• Directions for this task:
Where in the data below does the word "bool" appear? Copy every line that has it.

[Dataset entries]
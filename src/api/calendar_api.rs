use super::{ensure_success, join_segments};
use crate::error::NexusError;
use crate::google_oauth::AuthenticatedClient;
use crate::types::calendar::{CalendarEvent, EventList, ListEventsQuery};
use reqwest::Method;
use url::Url;

pub const PRIMARY_CALENDAR: &str = "primary";

/// Thin client over `calendar/v3/calendars/{calendarId}/events`.
#[derive(Clone)]
pub struct CalendarApi {
    client: AuthenticatedClient,
    base: Url,
}

impl CalendarApi {
    pub fn new(client: AuthenticatedClient, base: Url) -> Self {
        Self { client, base }
    }

    fn events_url(&self, calendar_id: &str, event_id: Option<&str>) -> Result<Url, NexusError> {
        let calendar_id = if calendar_id.trim().is_empty() {
            PRIMARY_CALENDAR
        } else {
            calendar_id
        };
        match event_id {
            Some(id) => join_segments(&self.base, &["calendars", calendar_id, "events", id]),
            None => join_segments(&self.base, &["calendars", calendar_id, "events"]),
        }
    }

    /// One page of events; `pageToken` is forwarded untouched.
    pub async fn list_events(&self, q: &ListEventsQuery) -> Result<EventList, NexusError> {
        let mut query: Vec<(&str, String)> = vec![
            ("singleEvents", "true".to_string()),
            ("orderBy", "startTime".to_string()),
            ("maxResults", q.max_results.unwrap_or(250).to_string()),
        ];
        for (key, value) in [
            ("timeMin", &q.time_min),
            ("timeMax", &q.time_max),
            ("pageToken", &q.page_token),
        ] {
            if let Some(v) = value.as_deref().filter(|v| !v.is_empty()) {
                query.push((key, v.to_string()));
            }
        }
        let url = self.events_url(q.calendar_id.as_deref().unwrap_or(PRIMARY_CALENDAR), None)?;
        let resp = self.client.request(Method::GET, url).query(&query).send().await?;
        Ok(ensure_success(resp).await?.json().await?)
    }

    pub async fn insert_event(
        &self,
        calendar_id: &str,
        event: &CalendarEvent,
    ) -> Result<CalendarEvent, NexusError> {
        let url = self.events_url(calendar_id, None)?;
        let resp = self.client.request(Method::POST, url).json(event).send().await?;
        Ok(ensure_success(resp).await?.json().await?)
    }

    /// Partial update: fields left `None` keep their stored value.
    pub async fn patch_event(
        &self,
        calendar_id: &str,
        event_id: &str,
        event: &CalendarEvent,
    ) -> Result<CalendarEvent, NexusError> {
        let url = self.events_url(calendar_id, Some(event_id))?;
        let resp = self.client.request(Method::PATCH, url).json(event).send().await?;
        Ok(ensure_success(resp).await?.json().await?)
    }

    pub async fn delete_event(&self, calendar_id: &str, event_id: &str) -> Result<(), NexusError> {
        let url = self.events_url(calendar_id, Some(event_id))?;
        let resp = self.client.request(Method::DELETE, url).send().await?;
        ensure_success(resp).await?;
        Ok(())
    }
}
use crate::db::models::{DbWorkspaceConfig, WorkspaceConfigInput};
use crate::db::sqlite::{SqlitePool, from_db_time, to_db_time};
use crate::error::NexusError;
use crate::google_oauth::scopes::GoogleModule;
use chrono::Utc;
use sqlx::Row;
use sqlx::sqlite::SqliteRow;

/// Access to `google_workspace_configs`.
#[derive(Clone)]
pub struct WorkspaceStorage {
    pool: SqlitePool,
}

impl WorkspaceStorage {
    pub fn new(pool: SqlitePool) -> Self {
        Self { pool }
    }

    pub async fn get(&self, organization_id: &str) -> Result<Option<DbWorkspaceConfig>, NexusError> {
        let row = sqlx::query(
            r#"SELECT organization_id, domain, admin_email, client_id, client_secret, enabled,
                      gmail_enabled, calendar_enabled, drive_enabled, docs_enabled,
                      sheets_enabled, meet_enabled, voice_enabled, created_at, updated_at
               FROM google_workspace_configs WHERE organization_id = ?"#,
        )
        .bind(organization_id)
        .fetch_optional(&self.pool)
        .await?;
        row.map(Self::row_to_model).transpose()
    }

    /// Create or update admin identity and OAuth client. Module switches are left alone.
    pub async fn upsert(
        &self,
        organization_id: &str,
        input: &WorkspaceConfigInput,
    ) -> Result<(), NexusError> {
        let now = to_db_time(Utc::now());
        let secret = input
            .client_secret
            .as_deref()
            .map(str::trim)
            .filter(|s| !s.is_empty());
        sqlx::query(
            r#"
            INSERT INTO google_workspace_configs (
                organization_id, domain, admin_email, client_id, client_secret,
                enabled, created_at, updated_at
            ) VALUES (?, ?, ?, ?, ?, 1, ?, ?)
            ON CONFLICT(organization_id) DO UPDATE SET
                domain = excluded.domain,
                admin_email = excluded.admin_email,
                client_id = excluded.client_id,
                client_secret = COALESCE(excluded.client_secret, google_workspace_configs.client_secret),
                enabled = 1,
                updated_at = excluded.updated_at
            "#,
        )
        .bind(organization_id)
        .bind(input.domain.trim())
        .bind(input.admin_email.trim())
        .bind(input.client_id.trim())
        .bind(secret)
        .bind(&now)
        .bind(&now)
        .execute(&self.pool)
        .await?;
        Ok(())
    }

    /// Flip the switches of `modules`. Returns `false` when the organization has no config.
    pub async fn set_modules(
        &self,
        organization_id: &str,
        modules: &[GoogleModule],
        enabled: bool,
    ) -> Result<bool, NexusError> {
        if modules.is_empty() {
            return Ok(self.get(organization_id).await?.is_some());
        }
        let assignments = modules
            .iter()
            .map(|m| format!("{} = ?", m.column()))
            .collect::<Vec<_>>()
            .join(", ");
        let sql = format!(
            "UPDATE google_workspace_configs SET {assignments}, updated_at = ? WHERE organization_id = ?"
        );
        let mut query = sqlx::query(&sql);
        for _ in modules {
            query = query.bind(enabled);
        }
        let result = query
            .bind(to_db_time(Utc::now()))
            .bind(organization_id)
            .execute(&self.pool)
            .await?;
        Ok(result.rows_affected() > 0)
    }

    /// Turn every module off (used on disconnect).
    pub async fn disable_all(&self, organization_id: &str) -> Result<bool, NexusError> {
        self.set_modules(organization_id, GoogleModule::ALL, false).await
    }

    fn row_to_model(row: SqliteRow) -> Result<DbWorkspaceConfig, NexusError> {
        let created_at: String = row.try_get("created_at")?;
        let updated_at: String = row.try_get("updated_at")?;
        Ok(DbWorkspaceConfig {
            organization_id: row.try_get("organization_id")?,
            domain: row.try_get("domain")?,
            admin_email: row.try_get("admin_email")?,
            client_id: row.try_get("client_id")?,
            client_secret: row.try_get("client_secret")?,
            enabled: row.try_get("enabled")?,
            gmail_enabled: row.try_get("gmail_enabled")?,
            calendar_enabled: row.try_get("calendar_enabled")?,
            drive_enabled: row.try_get("drive_enabled")?,
            docs_enabled: row.try_get("docs_enabled")?,
            sheets_enabled: row.try_get("sheets_enabled")?,
            meet_enabled: row.try_get("meet_enabled")?,
            voice_enabled: row.try_get("voice_enabled")?,
            created_at: from_db_time(&created_at)?,
            updated_at: from_db_time(&updated_at)?,
        })
    }
}
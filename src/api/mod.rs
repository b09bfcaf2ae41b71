pub mod calendar_api;
pub mod gmail_api;

use crate::error::NexusError;
use serde_json::Value;
use tracing::debug;
use url::Url;

pub use calendar_api::CalendarApi;
pub use gmail_api::GmailApi;

/// Pass 2xx through; turn anything else into [`NexusError::UpstreamStatus`]
/// carrying Google's own error message when it sent one.
pub async fn ensure_success(resp: reqwest::Response) -> Result<reqwest::Response, NexusError> {
    let status = resp.status();
    if status.is_success() {
        return Ok(resp);
    }
    let body = resp.text().await.unwrap_or_default();
    debug!(%status, body = %body, "Google API returned an error");
    Err(NexusError::UpstreamStatus {
        status,
        message: google_error_message(&body).unwrap_or_else(|| status.to_string()),
    })
}

/// `{"error":{"message":..}}` (REST APIs) or `{"error":"..","error_description":..}` (OAuth).
fn google_error_message(body: &str) -> Option<String> {
    let value: Value = serde_json::from_str(body).ok()?;
    let error = value.get("error")?;
    if let Some(msg) = error.get("message").and_then(Value::as_str) {
        return Some(msg.to_string());
    }
    value
        .get("error_description")
        .and_then(Value::as_str)
        .or_else(|| error.as_str())
        .map(str::to_string)
}

/// `base` with `segments` appended, each percent-encoded.
pub(crate) fn join_segments(base: &Url, segments: &[&str]) -> Result<Url, NexusError> {
    let mut url = base.clone();
    url.path_segments_mut()
        .map_err(|_| NexusError::UrlParse(url::ParseError::RelativeUrlWithCannotBeABaseBase))?
        .pop_if_empty()
        .extend(segments);
    Ok(url)
}

#[cfg(test)]
mod tests {
    use super::*;

    #[test]
    fn rest_and_oauth_error_bodies_are_understood() {
        assert_eq!(
            google_error_message(r#"{"error":{"code":404,"message":"Requested entity was not found."}}"#)
                .as_deref(),
            Some("Requested entity was not found.")
        );
        assert_eq!(
            google_error_message(r#"{"error":"invalid_grant","error_description":"Bad Request"}"#)
                .as_deref(),
            Some("Bad Request")
        );
        assert_eq!(google_error_message("<html>"), None);
    }

    #[test]
    fn segments_are_escaped() {
        let base = Url::parse("https://www.googleapis.com/calendar/v3/").unwrap();
        let url = join_segments(&base, &["calendars", "team@acme.be", "events", "a/b"]).unwrap();
        assert_eq!(
            url.as_str(),
            "https://www.googleapis.com/calendar/v3/calendars/team@acme.be/events/a%2Fb"
        );
    }
}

• Solution:
        enabled: bool,
    ) -> Result<bool, NexusError> {
    pub async fn disable_all(&self, organization_id: &str) -> Result<bool, NexusError> {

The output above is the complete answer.